"Cuda Panie". Eksperci komentują szalony konkurs w Willingen

Getty Images / Filip Radwanski/SOPA Images/LightRocket / Na zdjęciu: Aleksander Zniszczoł
Getty Images / Filip Radwanski/SOPA Images/LightRocket / Na zdjęciu: Aleksander Zniszczoł

Sobotni konkurs w Willingen dostarczył kibicom sporo emocji. O czołowe lokaty do końca walczył Aleksander Zniszczoł. Eksperci byli także zachwyceni niesamowitym skokiem Johanna Andre Forfanga.

29-letni Aleksander Zniszczoł był naszą największą nadzieją na świetny wynik w Willingen. Po pierwszej serii zajmował wysoką trzecią pozycję po skoku na 145,5 metrów. W drugiej odsłonie konkursu wylądował na 130. metrze i zajął ostatecznie ósmą pozycję (więcej tutaj).

Tym samym Zniszczoł jako pierwszy Polak zakończył zawody Pucharu Świata w sezonie 2023/2024 w Top 10. Jak zauważył profil Eurosportu, to najlepszy wynik w karierze uzyskany przez naszego skoczka.

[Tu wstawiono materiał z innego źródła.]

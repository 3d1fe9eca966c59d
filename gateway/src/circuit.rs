//! Per-model circuit breakers.
//!
//! Each model carries an independent breaker so a misbehaving backend is
//! quarantined without dragging down its siblings. State moves lazily:
//! there is no background timer, an open circuit transitions to half-open
//! the first time it is queried after the cooldown elapses.

use std::collections::HashMap;
use std::sync::Mutex;
use std::time::{SystemTime, UNIX_EPOCH};

use serde::{Deserialize, Serialize};

use crate::types::ModelId;

/// Circuit breaker state for a single model.
#[derive(Debug, Clone, Copy, PartialEq, Eq, Serialize, Deserialize)]
#[serde(rename_all = "snake_case")]
pub enum CircuitState {
    /// Normal operation, failures are being counted.
    Closed,
    /// Tripped; the model is skipped until the cooldown elapses.
    Open,
    /// Cooldown elapsed; a single probe request is allowed through.
    HalfOpen,
}

impl std::fmt::Display for CircuitState {
    fn fmt(&self, f: &mut std::fmt::Formatter<'_>) -> std::fmt::Result {
        match self {
            CircuitState::Closed => write!(f, "closed"),
            CircuitState::Open => write!(f, "open"),
            CircuitState::HalfOpen => write!(f, "half_open"),
        }
    }
}

/// Serializable view of one breaker, for persistence across restarts.
#[derive(Debug, Clone, Copy, PartialEq, Serialize, Deserialize)]
pub struct CircuitSnapshot {
    pub state: CircuitState,
    pub failure_count: u32,
    /// Unix seconds at which the circuit last opened, if it ever did.
    pub opened_at_secs: Option<u64>,
}

#[derive(Debug, Clone, Copy)]
struct CircuitRecord {
    state: CircuitState,
    failure_count: u32,
    opened_at_secs: Option<u64>,
    /// True while a half-open probe request is in flight.
    probe_in_flight: bool,
}

impl Default for CircuitRecord {
    fn default() -> Self {
        Self {
            state: CircuitState::Closed,
            failure_count: 0,
            opened_at_secs: None,
            probe_in_flight: false,
        }
    }
}

fn unix_now() -> u64 {
    SystemTime::now()
        .duration_since(UNIX_EPOCH)
        .map(|d| d.as_secs())
        .unwrap_or(0)
}

/// Registry of per-model breakers guarding backend calls.
pub struct CircuitBreaker {
    records: Mutex<HashMap<ModelId, CircuitRecord>>,
    failure_threshold: u32,
    cooldown_secs: u64,
}

impl CircuitBreaker {
    pub fn new(failure_threshold: u32, cooldown_secs: u64) -> Self {
        Self {
            records: Mutex::new(HashMap::new()),
            failure_threshold,
            cooldown_secs,
        }
    }

    fn with_record<T>(&self, model: ModelId, f: impl FnOnce(&mut CircuitRecord) -> T) -> T {
        let mut records = match self.records.lock() {
            Ok(guard) => guard,
            Err(poisoned) => poisoned.into_inner(),
        };
        let record = records.entry(model).or_default();
        Self::refresh(record, self.cooldown_secs);
        f(record)
    }

    /// Move an open circuit to half-open once its cooldown has elapsed.
    fn refresh(record: &mut CircuitRecord, cooldown_secs: u64) {
        if record.state == CircuitState::Open {
            let elapsed = record
                .opened_at_secs
                .map(|t| unix_now().saturating_sub(t))
                .unwrap_or(0);
            if elapsed >= cooldown_secs {
                record.state = CircuitState::HalfOpen;
                record.probe_in_flight = false;
            }
        }
    }

    /// Whether a request may be routed to this model right now.
    ///
    /// A half-open circuit is eligible only while no probe is in flight;
    /// callers that intend to send a request must `acquire` the slot.
    pub fn is_eligible(&self, model: ModelId) -> bool {
        self.with_record(model, |record| match record.state {
            CircuitState::Closed => true,
            CircuitState::Open => false,
            CircuitState::HalfOpen => !record.probe_in_flight,
        })
    }

    /// Claim the right to send a request to this model. Returns false if
    /// the circuit is open or a half-open probe is already in flight.
    pub fn acquire(&self, model: ModelId) -> bool {
        self.with_record(model, |record| match record.state {
            CircuitState::Closed => true,
            CircuitState::Open => false,
            CircuitState::HalfOpen => {
                if record.probe_in_flight {
                    false
                } else {
                    record.probe_in_flight = true;
                    true
                }
            }
        })
    }

    /// Release a claimed slot without reporting an outcome. Used when a
    /// request acquired a model but was diverted before the call was made.
    pub fn release(&self, model: ModelId) {
        self.with_record(model, |record| {
            record.probe_in_flight = false;
        });
    }

    /// Record a successful call to the model.
    pub fn record_success(&self, model: ModelId) {
        self.with_record(model, |record| match record.state {
            CircuitState::Closed => {
                record.failure_count = 0;
            }
            CircuitState::HalfOpen => {
                tracing::info!(model = %model, "probe succeeded, closing circuit");
                record.state = CircuitState::Closed;
                record.failure_count = 0;
                record.opened_at_secs = None;
                record.probe_in_flight = false;
            }
            // Stray success while open (a call that raced the trip) does
            // not shortcut the cooldown.
            CircuitState::Open => {}
        });
    }

    /// Record a failed call to the model.
    pub fn record_failure(&self, model: ModelId) {
        let threshold = self.failure_threshold;
        self.with_record(model, |record| match record.state {
            CircuitState::Closed => {
                record.failure_count += 1;
                if record.failure_count >= threshold {
                    tracing::warn!(
                        model = %model,
                        failures = record.failure_count,
                        "failure threshold reached, opening circuit"
                    );
                    record.state = CircuitState::Open;
                    record.opened_at_secs = Some(unix_now());
                }
            }
            CircuitState::HalfOpen => {
                tracing::warn!(model = %model, "probe failed, reopening circuit");
                record.failure_count += 1;
                record.state = CircuitState::Open;
                record.opened_at_secs = Some(unix_now());
                record.probe_in_flight = false;
            }
            // A failure reported against an already-open circuit still
            // counts and restarts the cooldown clock.
            CircuitState::Open => {
                record.failure_count += 1;
                record.opened_at_secs = Some(unix_now());
            }
        });
    }

    /// Current state of the model's circuit.
    pub fn state(&self, model: ModelId) -> CircuitState {
        self.with_record(model, |record| record.state)
    }

    /// Consecutive failure count while closed.
    pub fn failure_count(&self, model: ModelId) -> u32 {
        self.with_record(model, |record| record.failure_count)
    }

    /// Serializable snapshot of one model's circuit.
    pub fn snapshot(&self, model: ModelId) -> CircuitSnapshot {
        self.with_record(model, |record| CircuitSnapshot {
            state: record.state,
            failure_count: record.failure_count,
            opened_at_secs: record.opened_at_secs,
        })
    }

    /// Restore a model's circuit from a persisted snapshot. The probe
    /// slot is never restored as occupied.
    pub fn restore(&self, model: ModelId, snapshot: CircuitSnapshot) {
        let mut records = match self.records.lock() {
            Ok(guard) => guard,
            Err(poisoned) => poisoned.into_inner(),
        };
        records.insert(
            model,
            CircuitRecord {
                state: snapshot.state,
                failure_count: snapshot.failure_count,
                opened_at_secs: snapshot.opened_at_secs,
                probe_in_flight: false,
            },
        );
    }
}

"Ambicje były większe, ale cieszy pierwsze w karierze miejsce w czołowej dziesiątce" - czytamy na profilu Eurosportu na platformie X

ZOBACZ WIDEO: #dziejesiewsporcie: można im pozazdrościć. Bajeczny urlop dziennikarki i piłkarza

"Aleksander Zniszczoł wskakuje do czołowej "dziesiątki" i przerywa niechlubną serię naszej reprezentacji!" - stwierdził Adam Bucholz ze skijumping.pl. Po 15 konkursach z rzędu w końcu Polak znalazł się w Top 10.

"Dla tych, którzy narzekają, że mogło być lepiej, że podium wypadło z rąk, kubeł chłodnej wody na głowę. Fakt, konkurs dziwny i loteryjny, ale miejsca w czołowej dziesiątce Olek nie wylosował, a wypracował. Szacunek się należy" - dodał Piotr Bąk ze skijumping.pl.

Dla ekspertów polskim bohaterem był oczywiście Aleksander Zniszczoł, ale dziennikarze zwrócili również na wydarzenia z końcówki pierwszej serii. Wówczas nieudany skok zaliczył Stefan Kraft, który tym samym pozwolił awansować do drugiej fazy Dawidowi Kubackiemu.

"Piękny gest Stefana Krafta wobec Dawida Kubackiego" - stwierdził Tomasz Kalemba z Interii.

Ale że Stefan Kraft wpuści Dawida Kubackiego do II serii, a sam skończy zawody na I??!!! O Panie! To już jest nieprzewidywalność nieprzewidywalności skoków narciarskich. Cuda Panie" - dodał Sebastian Szczęsny z Eurosportu.

Ogromne wrażenie zrobił także niesamowity skok zwycięzcy, czyli Johanna Andre Forfanga. Norweg osiągnął w drugiej serii 155,5 metra, co jest oficjalnym rekordem skoczni w Willingen.

"Wielki triumf Forfanga! Norweg zdeklasował rywali rekordowym skokiem na odległość 155,5 metra. O tym, jak ważny był to dla niego moment, świadczy wybuch emocji po konkursie! Olek Zniszczoł dzisiaj na 8. miejscu, pierwsze podium jeszcze przyjdzie" - napisał Seweryn Czernek z WP SportoweFakty.

"Forfang tu sporo sobie udowodnił. Jego reakcja mówi wszystko. Zrobił to w GENIALNYM stylu. Brawo dla Zniszczoła za miejsce w TOP10, na które w PŚ czekaliśmy (o zgrozo) od początku sezonu" - stwierdził nasz redakcyjny kolega Mateusz Wasiewski.

"1881 dni czekał #Forfang na powrót na podium w zawodach PŚ #skijumping. To ostatni raz był Niżny Tagił 2018. Jeśli wracać, to właśnie tak. Właśnie takim skokiem. 155,5 metra. GENIALNE" - wyliczył Michał Chmielewski z TVP Sport.

"Oj widać, jak wiele emocji ma za sobą Johann Andre Forfang. Te łzy mówią bardzo wiele. A przecież mówił otwarcie o załamaniu nerwowym... świetnie się stało, że wygrał" - przypomniał Mateusz Król z Radia Plus.

"155,5 metra Forfanga - wow. Ale już od wczoraj było widać, że on tu się czai na rekord. I wreszcie w Willingen jest oficjalny rekord powyżej 155. Trzeba było czekać od skoku Ahonena na 155/152 metry" - dodał Piotr Majchrzak z Viaplay.